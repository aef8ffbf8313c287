// ==========================================
// JSON 文本列读写
// ==========================================
// 条件/结果/分布/禁售等嵌套字段以 JSON 文本存储,
// 在 row 闭包内解析,错误以 rusqlite::Error 形式返回
// ==========================================

use rusqlite::types::Type;
use rusqlite::Row;
use serde::de::DeserializeOwned;
use serde::Serialize;

/// 编码为 JSON 文本
pub fn encode<T: Serialize + ?Sized>(value: &T) -> rusqlite::Result<String> {
    serde_json::to_string(value).map_err(|e| rusqlite::Error::ToSqlConversionFailure(Box::new(e)))
}

/// 从指定列解析 JSON
pub fn decode<T: DeserializeOwned>(row: &Row<'_>, idx: usize) -> rusqlite::Result<T> {
    let raw: String = row.get(idx)?;
    serde_json::from_str(&raw)
        .map_err(|e| rusqlite::Error::FromSqlConversionFailure(idx, Type::Text, Box::new(e)))
}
==========
Task brief:
Here the job is to transcribe the lines from the first line of the data through the line containing "let raw: String = row.get(idx)?;", inclusive, exactly and with nothing else.

Response to the exercise:
repository aef8ffbf8313c287
// ==========================================
// JSON 文本列读写
// ==========================================
// 条件/结果/分布/禁售等嵌套字段以 JSON 文本存储,
// 在 row 闭包内解析,错误以 rusqlite::Error 形式返回
// ==========================================

use rusqlite::types::Type;
use rusqlite::Row;
use serde::de::DeserializeOwned;
use serde::Serialize;

/// 编码为 JSON 文本
pub fn encode<T: Serialize + ?Sized>(value: &T) -> rusqlite::Result<String> {
    serde_json::to_string(value).map_err(|e| rusqlite::Error::ToSqlConversionFailure(Box::new(e)))
}

/// 从指定列解析 JSON
pub fn decode<T: DeserializeOwned>(row: &Row<'_>, idx: usize) -> rusqlite::Result<T> {
    let raw: String = row.get(idx)?;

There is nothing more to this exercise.